Las Vegas Sun

March 18, 2024

House committee conducting ethics probe of Rep. Shelley Berkley

Shelley Berkley

Shelley Berkley

The House Committee on Ethics announced today it is launching a inquiry into Rep. Shelley Berkley's actions.

The committee does not disclose what it is probing, but it appears to be related to the congresswoman’s past advocacy for Medicare coverage of kidney care that her husband, a kidney doctor, stood to benefit from. Word of the probe, which committee leaders stressed was not a determination of any ethics violation, nonetheless threatens to complicate Berkley’s Senate bid against Republican Sen. Dean Heller.

Berkley has come under fire from Heller’s supporters, as well as the independent watchdog organization Citizens for Responsibility and Ethics in Washington, for actions first outlined in a New York Times report last year, which detailed how Berkley had urged lawmakers and government agencies to sustain Medicare funding for kidney dialysis and transplants.

Berkley’s husband, Dr. Larry Lehrner, is a partner in a nephrology firm that has the only contract to provide such services at University Medical Center.

The probe originated with a complaint the Nevada Republican Party sent to the Office of Congressional Ethics last fall, which referred the matter to the House Ethics Committee on Feb. 9, according to the statement this morning from the committee. The Nevada GOP did not immediately respond to a request for comment.

Berkley, who has defended her motivations as those of a representative looking out for the best interests of her constituents, maintained that stance today. A spokeswoman for Berkley’s campaign appeared to suggest the complaint was politically motivated.

“The Nevada Republican Party filed a complaint against Congresswoman Berkley. As the committee reviews this complaint, they will determine that Congresswoman Shelley Berkley’s only concern is for the well being of Nevada’s patients,” Berkley campaign manager Jessica Mackler said in a statement. “That’s why she fought against out-of-state Washington bureaucrats from restricting patients’ access to care and why she joined fellow Reps. Jon Porter and Dean Heller to stop Nevada’s only kidney transplant program from being shut down, which would have denied life saving treatment to hundreds of Nevadans.”

Berkley joined the rest of the Nevada House delegation in arguing against reducing compensation rates for dialysis treatments or curtailing reimbursements for kidney transplants.

CREW's report notes Berkley is the single-largest career recipient of campaign funds from the Renal Physicians Association, where Lerner is member of the political action committee board.

Those associations were enough that the group gave Berkley a “dishonorable mention” in its report of the 19 “Most Corrupt” lawmakers in Congress last year.

The contract between Lehrner’s firm and UMC is worth a reported $738,000. Kidney transplants are one of 11 medical services outlined under the terms of service between the firm and the hospital.

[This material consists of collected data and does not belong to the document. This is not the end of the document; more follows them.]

impl TypeCatalog {
    pub fn new(implicit_java_lang: bool) -> Self {
        Self {
            implicit_java_lang,
            ..Self::default()
        }
    }

    /// Clears any previous unit and registers the package, imports and
    /// declared types of `ast`.
    pub fn register_compilation_unit(&mut self, env: &dyn ClassSource, ast: &Ast) {
        *self = Self::new(self.implicit_java_lang);
        self.package = ast.package_name();
        self.imports = ImportMap::from_imports(&ast.imports);

        let mut queue: VecDeque<(TypeDeclId, String)> = ast
            .types
            .iter()
            .map(|id| (*id, self.package.qualify(ast.decl(*id).name.as_str())))
            .collect();
        while let Some((id, binary)) = queue.pop_front() {
            let decl = ast.decl(id);
            for nested in decl.nested_types() {
                let nested_name = format!("{binary}${}", ast.decl(nested).name);
                queue.push_back((nested, nested_name));
            }
            self.declared
                .entry(decl.name.to_string())
                .or_insert_with(|| binary.clone());
            self.declared_binaries.insert(binary.clone());
            self.decl_names.insert(id, binary);
        }

        for import in &self.imports.type_single {
            let dotted = import.path.to_dotted();
            match load_canonical(&env, &dotted) {
                Some(binary) => {
                    self.single
                        .entry(import.imported.to_string())
                        .or_insert(binary);
                }
                None => {
                    tracing::debug!(target: "nova.resolve", import = %dotted, "unresolved single-type import");
                }
            }
        }

        for import in &self.imports.static_single {
            let dotted = import.ty.to_dotted();
            match load_canonical(&env, &dotted) {
                Some(owner) => self.static_single.push((owner, import.member.clone())),
                None => {
                    tracing::debug!(target: "nova.resolve", import = %dotted, member = %import.member, "unresolved static import");
                }
            }
        }

        for import in &self.imports.static_star {
            let dotted = import.ty.to_dotted();
            match load_canonical(&env, &dotted) {
                Some(owner) => self.static_star.push(owner),
                None => {
                    tracing::debug!(target: "nova.resolve", import = %dotted, "unresolved static on-demand import");
                }
            }
        }

        tracing::debug!(
            target: "nova.resolve",
            package = %self.package,
            declared = self.decl_names.len(),
            imports = self.single.len(),
            on_demand = self.imports.type_star.len(),
            "registered compilation unit"
        );
    }

    pub fn package(&self) -> &PackageName {
        &self.package
    }

    pub fn imports(&self) -> &ImportMap {
        &self.imports
    }

    /// Binary name of a declaration in the unit, including local and
    /// anonymous classes registered so far.
    pub fn binary_name_of(&self, decl: TypeDeclId) -> Option<&str> {
        self.decl_names.get(&decl).map(String::as_str)
    }

    pub fn is_declared(&self, binary_name: &str) -> bool {
        self.declared_binaries.contains(binary_name)
    }

    /// Assigns the next binary name for a local (`Outer$1Local`) or
    /// anonymous (`Outer$1`) class inside `enclosing`.
    pub fn register_local_class(
        &mut self,
        decl: TypeDeclId,
        enclosing: &str,
        simple: Option<&str>,
    ) -> String {
        let counter = self.local_counters.entry(enclosing.to_string()).or_insert(0);
        *counter += 1;
        let binary = format!("{enclosing}${counter}{}", simple.unwrap_or_default());
        self.declared_binaries.insert(binary.clone());
        self.decl_names.insert(decl, binary.clone());
        binary
    }

    /// Names the member types of a registered local or anonymous class
    /// (`Outer$1Local$Inner`), recursively.
    pub fn register_nested_types(&mut self, ast: &Ast, outer: TypeDeclId) {
        let Some(outer_binary) = self.decl_names.get(&outer).cloned() else {
            return;
        };
        for nested in ast.decl(outer).nested_types() {
            let binary = format!("{outer_binary}${}", ast.decl(nested).name);
            self.declared_binaries.insert(binary.clone());
            self.decl_names.insert(nested, binary);
            self.register_nested_types(ast, nested);
        }
    }

    /// Binds the declared and single-imported simple names as type symbols
    /// in the innermost scope of `table`.
    pub fn populate(&self, table: &mut SymbolTable) -> Result<(), ResolveError> {
        let mut declared: Vec<(&String, &String)> = self.declared.iter().collect();
        declared.sort();
        let mut imported: Vec<(&String, &String)> = self
            .single
            .iter()
            .filter(|(simple, _)| !self.declared.contains_key(*simple))
            .collect();
        imported.sort();

        for (simple, binary) in declared.into_iter().chain(imported) {
            let ty = SymbolType::class(binary.as_str());
            table.push_symbol(Symbol::new(simple.as_str(), RefKind::Type, ty))?;
        }
        Ok(())
    }

    /// Binary name of the type `simple` refers to in this unit.
    pub fn resolve(&self, env: &dyn ClassSource, simple: &str) -> Option<String> {
        if let Some(hit) = self.cache.borrow().get(simple) {
            return hit.clone();
        }
        let resolved = self.resolve_uncached(env, simple);
        tracing::trace!(target: "nova.resolve", name = simple, resolved = ?resolved, "catalog lookup");
        self.cache
            .borrow_mut()
            .insert(simple.to_string(), resolved.clone());
        resolved
    }

    fn resolve_uncached(&self, env: &dyn ClassSource, simple: &str) -> Option<String> {
        if let Some(binary) = self.declared.get(simple).or_else(|| self.single.get(simple)) {
            return Some(binary.clone());
        }

        let same_package = self.package.qualify(simple);
        if env.class_exists(&same_package) {
            return Some(same_package);
        }

        for import in &self.imports.type_star {
            let prefix = import.path.to_dotted();
            if self.package_listing(env, &prefix).iter().any(|c| c == simple) {
                return Some(format!("{prefix}.{simple}"));
            }
            if let Some(owner) = self.star_type(env, &prefix) {
                if let Some(member) = self.member_class(env, &owner, simple) {
                    return Some(member);
                }
            }
        }

        if self.implicit_java_lang {
            let lang = format!("{JAVA_LANG}.{simple}");
            if env.class_exists(&lang) {
                return Some(lang);
            }
        }
        None
    }

    fn package_listing(&self, env: &dyn ClassSource, package: &str) -> Vec<String> {
        self.star_listings
            .borrow_mut()
            .entry(package.to_string())
            .or_insert_with(|| {
                tracing::trace!(target: "nova.resolve", package, "listing on-demand import");
                env.package_classes(package)
            })
            .clone()
    }

    fn star_type(&self, env: &dyn ClassSource, dotted: &str) -> Option<String> {
        if let Some(hit) = self.star_types.borrow().get(dotted) {
            return hit.clone();
        }
        let resolved = load_canonical(&env, dotted);
        self.star_types
            .borrow_mut()
            .insert(dotted.to_string(), resolved.clone());
        resolved
    }

    /// Binary name of member class `simple` of `owner`, declared or
    /// inherited.
    pub fn member_class(&self, env: &dyn ClassSource, owner: &str, simple: &str) -> Option<String> {
        let direct = format!("{owner}${simple}");
        if self.declared_binaries.contains(&direct) || env.class_exists(&direct) {
            return Some(direct);
        }
        find_member_class(&env, owner, simple)
    }

    /// Resolves a possibly qualified type name (`Map.Entry`,
    /// `java.util.Map.Entry`, `Outer.Inner.Deeper`).
    ///
    /// The first segment is tried as a visible type whose member types the
    /// remaining segments name. Failing that, the whole name is taken as
    /// canonical.
    pub fn resolve_qualified(&self, env: &dyn ClassSource, name: &QualifiedName) -> Option<String> {
        let (first, rest) = name.segments().split_first()?;
        if let Some(head) = self.resolve(env, first.as_str()) {
            let mut current = head;
            for segment in rest {
                current = self.member_class(env, &current, segment.as_str())?;
            }
            return Some(current);
        }
        if rest.is_empty() {
            return None;
        }
        load_canonical(&env, &name.to_dotted())
    }

    /// Classes whose static member `name` is visible through static
    /// imports; single imports first.
    pub fn static_import_owners(&self, name: &str) -> Vec<String> {
        let mut out: Vec<String> = self
            .static_single
            .iter()
            .filter(|(_, member)| member == name)
            .map(|(owner, _)| owner.clone())
            .collect();
        for owner in &self.static_star {
            if !out.contains(owner) {
                out.push(owner.clone());
            }
        }
        out
    }
}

According to the Scientific Registry of Transplant Recipients, Lehrner’s firm performed 127 kidney transplants at UMC between July 2008 and June 2011. The firm’s contract was renewed, at a 25 percent increase, in late 2010. Lehrner has a 9.09 percent ownership stake in the firm.

At the time Berkley took up the cause of kidney care under question, the wait list for kidney care was long and services were in need of improvement; reports from the time also show UMC officials approached her, along with the rest of the delegation, to use their federal influence to keep Medicare payments flowing.

Berkley has urged for more or sustained Medicare coverage of other medical services as well, not just kidneys. But she admitted to the Las Vegas Review-Journal last fall, after these allegations surfaced, that she should have done more to disclose her personal relationship with a potential beneficiary of the policies she was pursuing.

Now the real question is whether voters will believe, as she wants them to, that her heart was in the right place.

“Obviously, it’s not good. This is something they had hoped would go away, but obviously the outside ethics investigators found cause to refer it,” said UNLV political science professor David Damore. “This allows for people to speculate; it distracts from the message that she wants to get out...and it gives Heller more fodder, because this won’t be resolved before the June primaries.”

The committee said today they will announce how they intend to proceed by July 9.